Clinical and pathological analysis of 19 patients with superficial CD34-positive fibroblastic tumor
- VernacularTitle:浅表性CD34阳性成纤维细胞肿瘤19例临床病理分析
- Author:
Chunxiang GONG
1
;
Xin SHAO
;
Qinhe FAN
Author Information
- Keywords: Soft tissue neoplasms; Skin neoplasms; Pathology; Diagnosis, differential; Fibroblasts
- From: Chinese Journal of Dermatology 2023;56(12):1158-1162
- CountryChina
- Language:Chinese
- Abstract: Objective:To investigate clinical, histopathological, molecular genetic characteristics, and immunophenotypes of superficial CD34-positive fibroblastic tumor (SCPFT) .Methods:The pathological data were collected from 19 cases of SCPFT from January 2015 to July 2022 in the First Affiliated Hospital of Nanjing Medical University, and analyzed retrospectively.Results:In total, 19 cases of SCPET were enrolled, including 8 males and 11 females. Their age at onset ranged from 16 to 67 years, and the disease duration ranged from 3 months to 3 years. Tumors occurred in the thigh (6 cases), back (4 cases), shoulder (3 cases), abdominal wall (2 cases), popliteal fossa (1 case), lower leg (1 case), foot (1 case) and forehead (1 case). The tumor lengths were 0.8 - 4 (2.36 ± 0.76) cm, with relatively clear borders. Surgical excision was performed in all the 19 cases, and 1 case experienced recurrence. Histopathological examination showed that tumors were located in the dermis and subcutis, and infiltrated the peripheral fat tissues or the dermis; tumors were composed of abundant spindle cells and polygonal cells arranged in interlacing fascicles; cells with nuclear pleomorphism were observed in all cases, and were characterized by large, hyperchromatic and irregular nuclei, intranuclear pseudoinclusions, and prominent nucleoli; the mitotic figure was rare, and tumor necrosis was not found; inflammatory cell infiltration to different extents was observed in the tumor stroma, and lymphocyte sheaths were observed around the tumors in 2 cases.
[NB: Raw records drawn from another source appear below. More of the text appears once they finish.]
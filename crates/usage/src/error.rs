#![forbid(unsafe_code)]

/// Represents all possible errors that can occur in this crate.
#[derive(Debug, Clone, PartialEq, Eq, thiserror::Error)]
pub enum Error {
    /// Usage access has not been granted. The caller must gate on it.
    #[error("usage access permission is missing")]
    PermissionMissing,

    /// A single package could not be looked up; the pass skips it.
    #[error("failed to look up {package}: {reason}")]
    Lookup { package: String, reason: String },

    /// A persisted status string is not one we know.
    #[error("unknown app status: {0}")]
    InvalidStatus(String),
}
use anyhow::Context;
use clap::Parser;
use config::Config;
use orchestrator::clock::SystemClock;
use orchestrator::firewall::PackageSet;
use orchestrator::notify::TracingNotifier;
use orchestrator::{ControlEvent, Services, SilentPort, Stores};
use serde_json::json;
use silentport::cli::{Cli, Command};
use silentport::platform::{LoggingTunnel, load_snapshot};
use silentport::signals::{SignalEvent, wait_for_signal};
use std::path::{Path, PathBuf};
use std::sync::Arc;
use tokio::sync::mpsc;
use tokio_util::sync::CancellationToken;
use tracing::{debug, info};
use tracing_log::AsTrace;
use usage::{StaticUsageSource, UsageSnapshot};

#[cfg(feature = "jemalloc")]
#[global_allocator]
static GLOBAL: tikv_jemallocator::Jemalloc = tikv_jemallocator::Jemalloc;

#[tokio::main]
async fn main() -> anyhow::Result<()> {
    let cli = Cli::parse();
    tracing_subscriber::fmt()
        .with_max_level(cli.verbosity.log_level_filter().as_trace())
        .with_level(true)
        .with_file(true)
        .with_line_number(true)
        .init();

    debug!(config = ?cli);

    let config = load_config(cli.conffile.as_deref(), cli.statefile.as_deref())?;

    match cli.command {
        Command::Run { usage } => run(config, cli.conffile, cli.statefile, usage).await,
        command => oneshot(config, command).await,
    }
}

fn load_config(conffile: Option<&Path>, statefile: Option<&str>) -> anyhow::Result<Config> {
    let mut config = match conffile {
        Some(path) => Config::load(path)?,
        _ => Config::new(),
    };
    if let Some(statefile) = statefile {
        config.persistence.state_path = (!statefile.is_empty()).then(|| PathBuf::from(statefile));
    }
    Ok(config)
}

async fn build(
    config: Config,
    snapshot: UsageSnapshot,
) -> anyhow::Result<(SilentPort, Arc<StaticUsageSource>)> {
    let source = Arc::new(StaticUsageSource::new(snapshot));
    let services = Services {
        usage: source.clone(),
        tunnel: Arc::new(LoggingTunnel),
        notifier: Arc::new(TracingNotifier),
        clock: Arc::new(SystemClock),
    };
    let stores = Stores::open(&config.persistence)
        .await
        .context("failed to open state")?;
    let engine = SilentPort::build(config, services, stores).await?;
    Ok((engine, source))
}

async fn run(
    config: Config,
    conffile: Option<PathBuf>,
    statefile: Option<String>,
    usage: PathBuf,
) -> anyhow::Result<()> {
    let (mut engine, source) = build(config, load_snapshot(&usage)?).await?;

    let cancel = CancellationToken::new();
    let (control_tx, control_rx) = mpsc::unbounded_channel();
    let mut engine_task = tokio::spawn({
        let cancel = cancel.clone();
        async move { engine.run_until(cancel, control_rx).await }
    });

    let (events_tx, events_rx) = flume::bounded(8);
    let mut signals = tokio::spawn(wait_for_signal(events_tx));
    info!("silentport running");

    loop {
        tokio::select! {
            res = &mut signals => {
                let res = res?;
                tracing::error!(error = ?res, "Error while waiting for signal");
                res?;
                anyhow::bail!("signal listener stopped");
            }
            res = &mut engine_task => {
                res??;
                return Ok(());
            }
            res = events_rx.recv_async() => {
                let event = res?;
                debug!(?event, "Received signal event");
                match event {
                    SignalEvent::DumpState => control_tx.send(ControlEvent::DumpState)?,
                    SignalEvent::Reload => {
                        source.replace(load_snapshot(&usage)?);
                        let config = load_config(conffile.as_deref(), statefile.as_deref())?;
                        control_tx.send(ControlEvent::Reload(config))?;
                    }
                }
            }
            _ = tokio::signal::ctrl_c() => {
                info!("interrupted");
                break;
            }
        }
    }

    cancel.cancel();
    engine_task.await??;
    Ok(())
}

async fn oneshot(config: Config, command: Command) -> anyhow::Result<()> {
    let snapshot = match &command {
        Command::Refresh { usage } => load_snapshot(usage)?,
        _ => UsageSnapshot::default(),
    };
    let (engine, _) = build(config, snapshot).await?;
    let controller = engine.controller();
    let packages = |packages: Vec<String>| -> Option<PackageSet> {
        (!packages.is_empty()).then(|| packages.into_iter().collect())
    };

    match command {
        Command::Run { .. } | Command::Status => {}
        Command::Refresh { .. } => {
            let report = engine.refresh_usage().await?;
            info!(?report, "refresh done");
        }
        Command::Enable { allow, packages: p } => {
            controller.enable(packages(p), allow).await?;
        }
        Command::Allow {
            duration,
            packages: p,
        } => {
            controller.allow_for_duration(duration, packages(p)).await?;
        }
        Command::BlockNow { packages: p } => {
            controller.block_now(packages(p)).await?;
        }
        Command::Block { packages: p } => {
            controller
                .apply_manual_block_list(p.into_iter().collect())
                .await?;
        }
        Command::Disable => {
            controller.disable().await?;
        }
        Command::Unblock { package, duration } => {
            controller.temporarily_unblock(&package, duration).await?;
        }
        Command::Whitelist { packages: p } => {
            controller
                .update_whitelisted_packages(p.into_iter().collect())
                .await?;
        }
        Command::Settings {
            allow_duration,
            manual_unblock,
        } => {
            if let Some(duration) = allow_duration {
                engine.settings().set_allow_duration(duration).await?;
            }
            if let Some(enabled) = manual_unblock {
                engine.settings().set_manual_firewall_unblock(enabled).await?;
            }
        }
    }

    print_status(&engine)
}

#[allow(clippy::print_stdout)]
fn print_status(engine: &SilentPort) -> anyhow::Result<()> {
    let state = engine.controller().state();
    let settings = engine.settings().current();
    let status = json!({
        "phase": format!("{:?}", state.phase()),
        "firewall": state,
        "settings": {
            "allow_duration_secs": settings.allow_duration.as_secs(),
            "manual_firewall_unblock": settings.manual_firewall_unblock,
        },
    });
    println!("{}", serde_json::to_string_pretty(&status)?);
    Ok(())
}
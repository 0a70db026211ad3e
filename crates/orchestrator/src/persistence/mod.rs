#![forbid(unsafe_code)]

mod database;
mod kv;
mod settings;
mod tracked_apps;

pub use database::open_database;
pub use kv::{Edit, KeyValueStore, MemoryKeyValueStore, PrefValue, Preferences, SqliteKeyValueStore};
pub use settings::{AppSettings, SettingsPreferences};
pub use tracked_apps::{MemoryTrackedAppStore, SqliteTrackedAppStore, TrackedAppStore};
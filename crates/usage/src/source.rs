#![forbid(unsafe_code)]

//! The device's installed-application list and usage-event history.

use crate::{Error, Timestamp};
use async_trait::async_trait;
use parking_lot::RwLock;
use serde::{Deserialize, Serialize};
use std::collections::HashMap;

#[derive(Debug, Clone, PartialEq, Eq, Serialize, Deserialize)]
pub struct InstalledApp {
    pub package_name: String,
    #[serde(default)]
    pub label: Option<String>,
    #[serde(default)]
    pub is_disabled: bool,
    /// First install time, used to treat fresh installs as recent.
    #[serde(default)]
    pub installed_at: Option<Timestamp>,
}

impl InstalledApp {
    pub fn new(package_name: impl Into<String>) -> Self {
        Self {
            package_name: package_name.into(),
            label: None,
            is_disabled: false,
            installed_at: None,
        }
    }

    pub fn disabled(mut self) -> Self {
        self.is_disabled = true;
        self
    }

    pub fn installed_at(mut self, at: Timestamp) -> Self {
        self.installed_at = Some(at);
        self
    }
}

/// A move-to-foreground transition.
#[derive(Debug, Clone, PartialEq, Eq, Serialize, Deserialize)]
pub struct ForegroundEvent {
    pub package_name: String,
    pub timestamp: Timestamp,
}

#[async_trait]
pub trait UsageSource: Send + Sync {
    /// Precondition for every other call. Not checked by the callee.
    async fn has_usage_access(&self) -> bool;

    /// Installed, user-visible applications.
    async fn installed_applications(&self) -> Result<Vec<InstalledApp>, Error>;

    /// Look up one package. `Ok(None)` means it is not installed.
    async fn package_info(&self, package_name: &str) -> Result<Option<InstalledApp>, Error>;

    /// Foreground transitions within `[since, until]`, oldest first.
    async fn foreground_events(
        &self,
        since: Timestamp,
        until: Timestamp,
    ) -> Result<Vec<ForegroundEvent>, Error>;
}

/// Most recent foreground timestamp per package.
pub fn last_foreground<'a>(
    events: impl IntoIterator<Item = &'a ForegroundEvent>,
) -> HashMap<String, Timestamp> {
    let mut last = HashMap::new();
    for event in events {
        last.entry(event.package_name.clone())
            .and_modify(|t: &mut Timestamp| *t = (*t).max(event.timestamp))
            .or_insert(event.timestamp);
    }
    last
}

/// The package that moved to the foreground last.
///
/// On equal timestamps the later event in the sequence wins.
pub fn current_foreground<'a>(
    events: impl IntoIterator<Item = &'a ForegroundEvent>,
) -> Option<&'a str> {
    let mut current: Option<&ForegroundEvent> = None;
    for event in events {
        if current.is_none_or(|c| event.timestamp >= c.timestamp) {
            current = Some(event);
        }
    }
    current.map(|event| event.package_name.as_str())
}

/// A point-in-time dump of what a device reports.
#[derive(Debug, Clone, Default, PartialEq, Eq, Serialize, Deserialize)]
#[serde(default)]
pub struct UsageSnapshot {
    pub usage_access: bool,
    pub apps: Vec<InstalledApp>,
    pub events: Vec<ForegroundEvent>,
}

/// A [`UsageSource`] answering from a replaceable [`UsageSnapshot`].
#[derive(Debug, Default)]
pub struct StaticUsageSource(RwLock<UsageSnapshot>);

impl StaticUsageSource {
    pub fn new(snapshot: UsageSnapshot) -> Self {
        Self(RwLock::new(snapshot))
    }

    pub fn replace(&self, snapshot: UsageSnapshot) {
        *self.0.write() = snapshot;
    }

    pub fn update(&self, f: impl FnOnce(&mut UsageSnapshot)) {
        f(&mut self.0.write());
    }
}

#[async_trait]
impl UsageSource for StaticUsageSource {
    async fn has_usage_access(&self) -> bool {
        self.0.read().usage_access
    }

    async fn installed_applications(&self) -> Result<Vec<InstalledApp>, Error> {
        Ok(self.0.read().apps.clone())
    }

    async fn package_info(&self, package_name: &str) -> Result<Option<InstalledApp>, Error> {
        Ok(self
            .0
            .read()
            .apps
            .iter()
            .find(|app| app.package_name == package_name)
            .cloned())
    }

    async fn foreground_events(
        &self,
        since: Timestamp,
        until: Timestamp,
    ) -> Result<Vec<ForegroundEvent>, Error> {
        let snapshot = self.0.read();
        let mut events: Vec<_> = snapshot
            .events
            .iter()
            .filter(|event| (since..=until).contains(&event.timestamp))
            .cloned()
            .collect();
        events.sort_by_key(|event| event.timestamp);
        Ok(events)
    }
}
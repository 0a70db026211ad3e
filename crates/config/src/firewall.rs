#![forbid(unsafe_code)]

use serde::{Deserialize, Serialize};
use serde_with::serde_as;
use std::time::Duration;

#[serde_as]
#[derive(Debug, Clone, Serialize, Deserialize, PartialEq, Eq)]
#[serde(default)]
pub struct Firewall {
    /// Grace window used by `enable` when the caller does not pass one.
    #[serde_as(as = "serde_with::DurationSeconds")]
    pub default_allow_duration: Duration,

    /// Length of a per-app exception when none is configured.
    #[serde_as(as = "serde_with::DurationSeconds")]
    pub temporary_unblock: Duration,

    /// A re-block timer missed by more than this is dropped.
    #[serde_as(as = "serde_with::DurationSeconds")]
    pub stale_grace: Duration,

    /// Rare apps idle for longer than this are blocked automatically.
    #[serde_as(as = "serde_with::DurationSeconds")]
    pub block_eligibility: Duration,

    /// Minimum spacing between two "app is blocked" prompts.
    #[serde_as(as = "serde_with::DurationSeconds")]
    pub notification_cooldown: Duration,

    /// Window queried to find the foreground app when traffic is drained.
    #[serde_as(as = "serde_with::DurationSeconds")]
    pub foreground_lookback: Duration,

    /// Our own package; never blocked.
    pub self_package: String,

    /// IPv4 address assigned to the tunnel interface.
    pub address: String,

    /// IPv6 address assigned to the tunnel interface.
    pub address_v6: Option<String>,

    pub session_name: String,
}

impl Default for Firewall {
    fn default() -> Self {
        Self {
            default_allow_duration: Duration::from_secs(4 * 24 * 60 * 60),
            temporary_unblock: Duration::from_secs(10 * 60),
            stale_grace: Duration::from_secs(60 * 60),
            block_eligibility: Duration::from_secs(4 * 24 * 60 * 60),
            notification_cooldown: Duration::from_secs(5),
            foreground_lookback: Duration::from_secs(24 * 60 * 60),
            self_package: "com.silentport.silentport".into(),
            address: "10.100.0.2/32".into(),
            address_v6: Some("fd00:1:fd00::1/128".into()),
            session_name: "SilentPort firewall".into(),
        }
    }
}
Immunohistochemical staining showed strong diffuse expression of CD34 in the tumor cells in all the 19 cases, the Ki-67 proliferation index was < 10% in 18 cases, and CKpan (2/12), desmin (2/15), and smooth muscle actin (1/19) were focally expressed. Fluorescence in situ hybridization for the detection of PRDM10 gene rearrangements was performed in 3 cases, and identified PRDM10 rearrangements in 2 cases, including 1 case of SCPFT accompanied by lymphocyte sheaths without EWSR1 rearrangements. Conclusion:SCPFT is an intermediate fibroblastic tumor with no characteristic clinical manifestations, often accompanied by PRDM10 rearrangements, and its diagnosis depends on histopathological patterns.